[Records drawn from a dataset]
□ □ □ □ □

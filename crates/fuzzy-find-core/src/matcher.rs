//! Subsequence matching.
//!
//! A query matches a piece of text when every query character occurs in the text, in order, but
//! not necessarily contiguously. The matcher is deliberately greedy: each query character is bound
//! to the *first* occurrence at or after the scan cursor, with no backtracking and no attempt to
//! find the shortest span. For example, matching `"ab"` against `"a_a_b"` yields `[0, 4]`, not
//! `[2, 4]`.
//!
//! All positions are **character offsets** (Unicode scalar values), not byte offsets. Callers are
//! expected to case-fold both sides with [`fold_case`] before matching.

/// A single subsequence match: one strictly increasing character offset per query character.
#[derive(Debug, Clone, PartialEq, Eq, Hash)]
pub struct SubsequenceMatch {
    positions: Vec<usize>,
}

impl SubsequenceMatch {
    pub(crate) fn new(positions: Vec<usize>) -> Self {
        debug_assert!(positions.windows(2).all(|w| w[0] < w[1]));
        Self { positions }
    }

    /// Matched character offsets, in query order.
    pub fn positions(&self) -> &[usize] {
        &self.positions
    }

    /// Offset of the first matched character.
    pub fn first(&self) -> usize {
        self.positions[0]
    }

    /// Offset of the last matched character.
    pub fn last(&self) -> usize {
        self.positions[self.positions.len() - 1]
    }

    /// Number of matched characters (always the query length).
    pub fn len(&self) -> usize {
        self.positions.len()
    }

    /// Always `false`; an empty query never produces a match.
    pub fn is_empty(&self) -> bool {
        self.positions.is_empty()
    }

    /// Number of characters covered from the first to the last matched offset, inclusive.
    pub fn span(&self) -> usize {
        self.last() - self.first() + 1
    }

    /// Consume the match and return its positions.
    pub fn into_positions(self) -> Vec<usize> {
        self.positions
    }
}

/// Case-fold a string into a character vector whose indices line up with the original text.
///
/// Each character is replaced by the first character of its lowercase mapping, so the result has
/// exactly as many characters as the input. Multi-character lowercase expansions (e.g. `'İ'`) are
/// truncated to keep offsets stable.
pub fn fold_case(text: &str) -> Vec<char> {
    text.chars().map(fold_char).collect()
}

fn fold_char(ch: char) -> char {
    ch.to_lowercase().next().unwrap_or(ch)
}

/// Find the next match of `query` in `text` starting at character offset `start`.
///
/// Returns `None` if the query is empty or if any query character has no remaining occurrence.
pub fn find_next_match(text: &[char], query: &[char], start: usize) -> Option<SubsequenceMatch> {
    if query.is_empty() {
        return None;
    }

    let mut positions = Vec::with_capacity(query.len());
    let mut cursor = start;
    for &wanted in query {
        let offset = text.get(cursor..)?.iter().position(|&ch| ch == wanted)?;
        cursor += offset;
        positions.push(cursor);
        cursor += 1;
    }

    Some(SubsequenceMatch::new(positions))
}

/// Find up to `max_count` non-overlapping matches of `query` in `text`, left to right.
///
/// After each match, scanning resumes one past its last matched character. An empty query yields
/// no matches without scanning.
pub fn find_matches(text: &[char], query: &[char], max_count: usize) -> Vec<SubsequenceMatch> {
    let mut matches = Vec::new();
    if query.is_empty() {
        return matches;
    }

    let mut cursor = 0;
    while cursor < text.len() && matches.len() < max_count {
        let Some(m) = find_next_match(text, query, cursor) else {
            break;
        };
        cursor = m.last() + 1;
        matches.push(m);
    }

    matches
}

/// Case-insensitive convenience wrapper over [`find_matches`] for `&str` inputs.
pub fn find_matches_in_str(text: &str, query: &str, max_count: usize) -> Vec<SubsequenceMatch> {
    find_matches(&fold_case(text), &fold_case(query), max_count)
}

#[cfg(test)]
mod tests {
    use super::*;

    fn chars(s: &str) -> Vec<char> {
        s.chars().collect()
    }

    #[test]
    fn fold_char_keeps_one_to_one_mapping() {
        assert_eq!(fold_case("AbÇ"), vec!['a', 'b', 'ç']);
        assert_eq!(fold_case("İx").len(), 2);
    }

    #[test]
    fn next_match_respects_start() {
        let text = chars("abcabc");
        let m = find_next_match(&text, &chars("ac"), 1).unwrap();
        assert_eq!(m.positions(), &[3, 5]);
        assert_eq!(m.span(), 3);
    }

    #[test]
    fn next_match_past_end_is_none() {
        let text = chars("abc");
        assert!(find_next_match(&text, &chars("a"), 10).is_none());
    }
}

□ □ □ □ □

**EXERCISE AIM**
Taking the entries above, print exactly the lines starting at the line with "pub fn len(&self)" and ending at the line with "the result has", both included.

**REPLY TO THE EXERCISE**
    pub fn len(&self) -> usize {
        self.positions.len()
    }

    /// Always `false`; an empty query never produces a match.
    pub fn is_empty(&self) -> bool {
        self.positions.is_empty()
    }

    /// Number of characters covered from the first to the last matched offset, inclusive.
    pub fn span(&self) -> usize {
        self.last() - self.first() + 1
    }

    /// Consume the match and return its positions.
    pub fn into_positions(self) -> Vec<usize> {
        self.positions
    }
}

/// Case-fold a string into a character vector whose indices line up with the original text.
///
/// Each character is replaced by the first character of its lowercase mapping, so the result has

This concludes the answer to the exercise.